▸ **INPUT FOR THIS TASK**
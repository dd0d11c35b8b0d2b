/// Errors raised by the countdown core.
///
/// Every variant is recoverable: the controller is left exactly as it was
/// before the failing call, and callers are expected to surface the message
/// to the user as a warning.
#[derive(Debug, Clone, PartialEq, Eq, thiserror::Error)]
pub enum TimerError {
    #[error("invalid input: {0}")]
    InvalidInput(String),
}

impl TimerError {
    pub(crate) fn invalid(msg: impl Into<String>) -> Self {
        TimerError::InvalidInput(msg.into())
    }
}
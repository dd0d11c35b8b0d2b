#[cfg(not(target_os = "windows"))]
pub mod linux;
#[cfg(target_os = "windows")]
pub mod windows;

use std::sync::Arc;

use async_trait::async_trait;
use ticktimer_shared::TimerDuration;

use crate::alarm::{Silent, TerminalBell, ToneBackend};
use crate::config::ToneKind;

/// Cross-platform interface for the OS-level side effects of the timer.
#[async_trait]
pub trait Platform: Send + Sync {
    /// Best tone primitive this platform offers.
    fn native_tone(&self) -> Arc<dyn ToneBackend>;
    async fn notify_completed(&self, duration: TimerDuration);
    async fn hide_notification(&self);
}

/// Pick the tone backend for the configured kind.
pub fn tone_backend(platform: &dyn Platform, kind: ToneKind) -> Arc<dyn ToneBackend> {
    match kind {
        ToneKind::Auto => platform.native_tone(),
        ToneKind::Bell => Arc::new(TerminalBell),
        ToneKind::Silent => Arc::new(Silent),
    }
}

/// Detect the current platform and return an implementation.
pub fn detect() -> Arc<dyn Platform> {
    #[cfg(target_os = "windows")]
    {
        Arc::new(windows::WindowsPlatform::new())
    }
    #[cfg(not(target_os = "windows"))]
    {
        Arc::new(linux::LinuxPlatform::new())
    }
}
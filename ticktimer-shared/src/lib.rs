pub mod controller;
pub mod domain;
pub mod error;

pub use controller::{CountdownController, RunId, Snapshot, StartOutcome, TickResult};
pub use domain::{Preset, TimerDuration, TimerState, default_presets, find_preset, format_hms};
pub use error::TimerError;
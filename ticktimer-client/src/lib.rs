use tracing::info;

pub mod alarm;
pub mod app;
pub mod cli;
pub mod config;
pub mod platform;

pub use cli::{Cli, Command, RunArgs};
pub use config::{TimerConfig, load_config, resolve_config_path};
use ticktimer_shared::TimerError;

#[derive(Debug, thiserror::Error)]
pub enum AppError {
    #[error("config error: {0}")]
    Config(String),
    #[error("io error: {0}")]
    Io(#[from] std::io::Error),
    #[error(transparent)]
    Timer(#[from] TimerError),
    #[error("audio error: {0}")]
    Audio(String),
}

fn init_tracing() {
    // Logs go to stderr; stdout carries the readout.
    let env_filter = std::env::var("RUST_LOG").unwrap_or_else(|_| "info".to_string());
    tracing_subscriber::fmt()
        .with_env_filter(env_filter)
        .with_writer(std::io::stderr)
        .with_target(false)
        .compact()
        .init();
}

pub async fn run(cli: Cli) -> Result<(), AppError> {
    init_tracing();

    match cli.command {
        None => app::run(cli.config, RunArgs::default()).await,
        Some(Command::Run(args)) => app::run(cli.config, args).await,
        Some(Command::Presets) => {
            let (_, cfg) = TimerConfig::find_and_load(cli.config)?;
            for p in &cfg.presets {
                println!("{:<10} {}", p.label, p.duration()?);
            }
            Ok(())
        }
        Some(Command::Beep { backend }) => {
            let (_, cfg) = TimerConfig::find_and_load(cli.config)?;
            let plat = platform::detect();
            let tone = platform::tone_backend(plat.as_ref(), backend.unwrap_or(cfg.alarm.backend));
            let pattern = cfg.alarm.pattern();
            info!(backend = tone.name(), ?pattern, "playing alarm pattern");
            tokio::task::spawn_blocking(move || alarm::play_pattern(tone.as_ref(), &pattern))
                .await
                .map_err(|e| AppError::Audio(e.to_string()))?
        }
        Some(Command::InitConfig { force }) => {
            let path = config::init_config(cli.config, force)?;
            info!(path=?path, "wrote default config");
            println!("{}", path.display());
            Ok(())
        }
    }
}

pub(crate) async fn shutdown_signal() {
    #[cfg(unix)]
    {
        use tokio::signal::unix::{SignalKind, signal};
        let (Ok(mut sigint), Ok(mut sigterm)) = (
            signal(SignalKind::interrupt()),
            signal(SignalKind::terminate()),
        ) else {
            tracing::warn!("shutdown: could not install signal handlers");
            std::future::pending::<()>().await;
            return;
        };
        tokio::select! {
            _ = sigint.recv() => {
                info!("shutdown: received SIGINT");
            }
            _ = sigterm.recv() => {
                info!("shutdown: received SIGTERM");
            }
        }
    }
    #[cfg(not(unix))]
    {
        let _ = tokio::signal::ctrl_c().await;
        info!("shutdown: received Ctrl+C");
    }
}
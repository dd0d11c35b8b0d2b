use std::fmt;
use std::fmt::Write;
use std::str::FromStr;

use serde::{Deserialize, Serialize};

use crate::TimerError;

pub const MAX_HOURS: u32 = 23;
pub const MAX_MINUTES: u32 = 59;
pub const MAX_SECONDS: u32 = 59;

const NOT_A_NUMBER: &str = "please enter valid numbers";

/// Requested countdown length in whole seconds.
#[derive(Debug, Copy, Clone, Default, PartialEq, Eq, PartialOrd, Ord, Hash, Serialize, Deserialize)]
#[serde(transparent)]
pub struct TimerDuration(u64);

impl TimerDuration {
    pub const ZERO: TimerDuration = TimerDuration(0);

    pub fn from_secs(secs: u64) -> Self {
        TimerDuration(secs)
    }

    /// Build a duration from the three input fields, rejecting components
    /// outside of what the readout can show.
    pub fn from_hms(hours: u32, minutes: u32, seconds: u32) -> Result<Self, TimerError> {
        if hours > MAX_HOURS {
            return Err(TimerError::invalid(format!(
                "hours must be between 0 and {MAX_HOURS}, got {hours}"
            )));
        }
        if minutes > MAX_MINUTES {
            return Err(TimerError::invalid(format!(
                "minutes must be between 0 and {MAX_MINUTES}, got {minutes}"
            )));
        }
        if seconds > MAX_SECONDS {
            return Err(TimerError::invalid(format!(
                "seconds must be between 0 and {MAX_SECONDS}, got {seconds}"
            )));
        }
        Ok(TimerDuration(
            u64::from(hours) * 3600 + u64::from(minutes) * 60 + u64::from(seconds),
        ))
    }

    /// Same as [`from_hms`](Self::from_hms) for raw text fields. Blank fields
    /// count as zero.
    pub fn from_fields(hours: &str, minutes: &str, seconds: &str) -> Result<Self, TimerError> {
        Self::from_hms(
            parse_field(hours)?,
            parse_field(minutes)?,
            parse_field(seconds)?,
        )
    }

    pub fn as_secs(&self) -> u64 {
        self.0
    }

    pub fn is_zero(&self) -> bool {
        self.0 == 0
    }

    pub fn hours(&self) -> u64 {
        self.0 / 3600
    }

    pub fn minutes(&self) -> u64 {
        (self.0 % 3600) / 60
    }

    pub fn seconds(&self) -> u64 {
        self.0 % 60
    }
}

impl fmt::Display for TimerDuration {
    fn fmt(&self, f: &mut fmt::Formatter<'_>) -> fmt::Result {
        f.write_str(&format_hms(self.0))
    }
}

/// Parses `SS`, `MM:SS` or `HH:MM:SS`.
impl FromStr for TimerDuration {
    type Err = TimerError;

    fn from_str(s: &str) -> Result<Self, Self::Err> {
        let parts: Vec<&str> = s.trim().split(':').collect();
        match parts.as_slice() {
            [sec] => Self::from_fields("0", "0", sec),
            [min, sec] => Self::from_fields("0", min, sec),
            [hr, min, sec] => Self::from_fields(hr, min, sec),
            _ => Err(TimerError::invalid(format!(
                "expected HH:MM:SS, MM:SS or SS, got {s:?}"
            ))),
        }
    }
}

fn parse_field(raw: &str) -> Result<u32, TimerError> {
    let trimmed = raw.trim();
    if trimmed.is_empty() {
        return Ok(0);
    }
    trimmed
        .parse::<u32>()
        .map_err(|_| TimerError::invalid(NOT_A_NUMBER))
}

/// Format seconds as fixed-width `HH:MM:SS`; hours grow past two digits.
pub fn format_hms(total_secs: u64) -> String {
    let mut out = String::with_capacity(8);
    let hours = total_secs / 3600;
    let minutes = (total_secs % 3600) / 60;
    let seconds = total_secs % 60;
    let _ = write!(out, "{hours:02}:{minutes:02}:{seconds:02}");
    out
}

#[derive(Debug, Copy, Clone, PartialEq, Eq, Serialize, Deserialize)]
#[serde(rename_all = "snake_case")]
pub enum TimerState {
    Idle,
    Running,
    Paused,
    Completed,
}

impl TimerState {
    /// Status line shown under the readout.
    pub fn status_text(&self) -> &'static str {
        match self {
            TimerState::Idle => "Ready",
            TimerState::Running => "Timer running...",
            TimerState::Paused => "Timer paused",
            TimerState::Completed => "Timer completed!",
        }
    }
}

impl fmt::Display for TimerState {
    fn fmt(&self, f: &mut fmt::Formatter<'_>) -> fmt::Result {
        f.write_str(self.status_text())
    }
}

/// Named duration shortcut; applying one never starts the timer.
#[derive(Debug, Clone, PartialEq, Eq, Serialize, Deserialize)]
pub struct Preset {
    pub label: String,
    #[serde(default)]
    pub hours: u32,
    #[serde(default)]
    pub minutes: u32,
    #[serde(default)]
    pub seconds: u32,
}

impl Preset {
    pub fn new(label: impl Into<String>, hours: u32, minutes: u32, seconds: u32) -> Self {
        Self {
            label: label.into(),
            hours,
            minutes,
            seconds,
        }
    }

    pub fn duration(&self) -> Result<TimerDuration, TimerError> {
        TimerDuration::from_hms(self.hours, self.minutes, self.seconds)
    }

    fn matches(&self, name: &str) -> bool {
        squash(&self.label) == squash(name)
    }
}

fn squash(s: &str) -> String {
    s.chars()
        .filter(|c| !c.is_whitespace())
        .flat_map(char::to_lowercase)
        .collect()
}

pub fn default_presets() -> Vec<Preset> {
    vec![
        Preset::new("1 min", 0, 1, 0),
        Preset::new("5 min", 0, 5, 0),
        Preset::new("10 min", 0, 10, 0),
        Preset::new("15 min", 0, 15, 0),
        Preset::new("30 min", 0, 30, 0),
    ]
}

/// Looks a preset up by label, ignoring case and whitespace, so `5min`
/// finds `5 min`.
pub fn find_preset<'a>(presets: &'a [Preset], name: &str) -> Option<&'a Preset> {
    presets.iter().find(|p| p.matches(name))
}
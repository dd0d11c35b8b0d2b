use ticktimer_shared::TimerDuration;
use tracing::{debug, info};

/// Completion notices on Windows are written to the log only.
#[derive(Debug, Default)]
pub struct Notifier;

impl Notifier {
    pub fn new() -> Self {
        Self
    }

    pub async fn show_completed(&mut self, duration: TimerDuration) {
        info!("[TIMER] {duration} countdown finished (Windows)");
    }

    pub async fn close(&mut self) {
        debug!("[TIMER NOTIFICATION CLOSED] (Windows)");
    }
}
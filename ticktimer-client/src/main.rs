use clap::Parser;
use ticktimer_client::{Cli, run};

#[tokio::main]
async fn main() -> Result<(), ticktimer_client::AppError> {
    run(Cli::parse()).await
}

▸ **EXERCISE AIM**
Among the records above, a stretch begins at the line containing "pub const MAX_HOURS: u32 = 23;" and ends at the line containing "pub fn is_zero(&self)". Restate that stretch word for word, and nothing else.

▸ **OUTPUT OF THE TASK**
pub const MAX_HOURS: u32 = 23;
pub const MAX_MINUTES: u32 = 59;
pub const MAX_SECONDS: u32 = 59;

const NOT_A_NUMBER: &str = "please enter valid numbers";

/// Requested countdown length in whole seconds.
#[derive(Debug, Copy, Clone, Default, PartialEq, Eq, PartialOrd, Ord, Hash, Serialize, Deserialize)]
#[serde(transparent)]
pub struct TimerDuration(u64);

impl TimerDuration {
    pub const ZERO: TimerDuration = TimerDuration(0);

    pub fn from_secs(secs: u64) -> Self {
        TimerDuration(secs)
    }

    /// Build a duration from the three input fields, rejecting components
    /// outside of what the readout can show.
    pub fn from_hms(hours: u32, minutes: u32, seconds: u32) -> Result<Self, TimerError> {
        if hours > MAX_HOURS {
            return Err(TimerError::invalid(format!(
                "hours must be between 0 and {MAX_HOURS}, got {hours}"
            )));
        }
        if minutes > MAX_MINUTES {
            return Err(TimerError::invalid(format!(
                "minutes must be between 0 and {MAX_MINUTES}, got {minutes}"
            )));
        }
        if seconds > MAX_SECONDS {
            return Err(TimerError::invalid(format!(
                "seconds must be between 0 and {MAX_SECONDS}, got {seconds}"
            )));
        }
        Ok(TimerDuration(
            u64::from(hours) * 3600 + u64::from(minutes) * 60 + u64::from(seconds),
        ))
    }

    /// Same as [`from_hms`](Self::from_hms) for raw text fields. Blank fields
    /// count as zero.
    pub fn from_fields(hours: &str, minutes: &str, seconds: &str) -> Result<Self, TimerError> {
        Self::from_hms(
            parse_field(hours)?,
            parse_field(minutes)?,
            parse_field(seconds)?,
        )
    }

    pub fn as_secs(&self) -> u64 {
        self.0
    }

    pub fn is_zero(&self) -> bool {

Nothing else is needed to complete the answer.